Legislative Update 2/1/21

by Devon Green
VAHHS Vice Preident of Governmental Relations
Legislators! They’re just like us! And, just like us, they are deeply tired of saying things like “you’re on mute” over Zoom. We all continue to struggle with the extra steps it takes to do things from a distance, so it comes as a relief that the Governor’s budget address last Tuesday set the agenda for the session as spending the infusion of one-time federal funding to the state, increasing its revenues to $116 million as opposed to the agonizing cuts we were all anticipating a few months ago. 
Part of the governor’s proposal included a $1.25 million tax incentive for nurses which would provide a 100% waiver of income tax in the first year, a 70% waiver of income tax in year two, and a 50% waiver of income tax in year three.

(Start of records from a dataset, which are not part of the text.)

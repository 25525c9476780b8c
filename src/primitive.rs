//! Structural primitives reported by the analysis.

use serde::{Deserialize, Serialize};
use std::collections::HashMap;
use std::fmt;

/// Kind of a structural primitive.
#[derive(Debug, Clone, Copy, PartialEq, Eq, Hash, Serialize, Deserialize)]
pub enum PrimitiveKind {
    /// Loop tested at the header (`while`).
    PreTestedLoop,
    /// Loop tested at the latch (`do-while`).
    PostTestedLoop,
    /// Loop with no conditional exit at header or latch.
    EndlessLoop,
    /// Two-way conditional (`if`).
    TwoWayConditional,
}

impl fmt::Display for PrimitiveKind {
    fn fmt(&self, f: &mut fmt::Formatter<'_>) -> fmt::Result {
        match self {
            PrimitiveKind::PreTestedLoop => write!(f, "PreTestedLoop"),
            PrimitiveKind::PostTestedLoop => write!(f, "PostTestedLoop"),
            PrimitiveKind::EndlessLoop => write!(f, "EndlessLoop"),
            PrimitiveKind::TwoWayConditional => write!(f, "TwoWayConditional"),
        }
    }
}

/// A structured region of the control flow graph.
///
/// `entry` is the header (or conditional) node, `body` the nodes inside the
/// region in a per-run stable order, and `exit` the follow node where one
/// exists. `extra` names the remaining roles of the region: `"latch"` and
/// `"follow"` for loops, `"cond"` and `"follow"` for conditionals.
#[derive(Debug, Clone, PartialEq, Eq, Serialize, Deserialize)]
pub struct Primitive<N> {
    pub kind: PrimitiveKind,
    pub entry: N,
    pub body: Vec<N>,
    pub exit: Option<N>,
    pub extra: HashMap<String, N>,
}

VAHHS has been beating the health care workforce drum for several years. Hospitals all stepped up and met the needs of our community, but as we continue with COVID and look towards its aftermath, as well as the realities of an aging population, we urge legislators to consider the following health care workforce development tools to keep our health care system strong:
  • Tax incentives for nurses
  • Passing the interstate nurse licensure compact
  • Making permanent and expanding the nurse and physician scholarships passed in Act 155 of 2020
  • Extending reimbursement for audio-only telehealth
  • Adjusting the benefit cliff for income-eligible workers
Last Week
Prohibiting firearms in hospitals: VAHHS testified in favor of S.30, which would prohibit firearms in hospitals, government buildings and child care centers. The Senate Judiciary Committee seemed skeptical about limiting a constitutional right and creating more criminal liability. The committee is interested in using the current trespass laws rather than a flat prohibition. VAHHS testified that hospitals, like schools, are uniquely situated and would benefit from a prohibition because security is often already present and hospitals are buildings filled with highly vulnerable individuals. On Friday, Dr. Ryan Sexton, Medical Director of Emergency Operations at Northeastern Vermont Regional Hospital also testified in favor of S.30 on behalf of the Vermont Medical Society.
Audio-only telehealth reimbursement: The House Health Care Committee heard testimony from the Department of Financial Regulation and both providers and insurers about coverage and reimbursement of audio-only telehealth in the same manner as other telehealth and in-person visits through 2023. Providers have found audio-only a valuable tool, especially in treatment of mental health services and would like to continue providing greater access to care through audio-only telehealth until a viable value-based reimbursement program is established. For an excellent summary of current reimbursement policy and recommendations prepared by Helen Labun from BiState Primary Care Association, go here.
Hospitals 101: VAHHS provided a brief overview of Vermont’s hospital system to the new members of the Senate Health and Welfare Committee. The presentation can be found here.
Equitable access to vaccines: VDH Deputy Commissioner Tracy Dolan testified in front of the House Health Care Committee on VDH’s plan for Vermont’s BIPOC population to receive the COVID vaccine, including working with trusted partners to perform targeted education and outreach and producing tranlated videos about the process of registering and receiving a vaccine.
This Week
Extension of COVID-19 regulatory flexibilities: The Senate Health and Welfare Committee and the House Health Care Committee will hold a joint hearing to discuss further extending current COVID-19 regulatory flexibilities.
Audio-only telehealth: House Health Care will continue hearing testimony and discussing coverage and reimbursement for audio-only telehealth.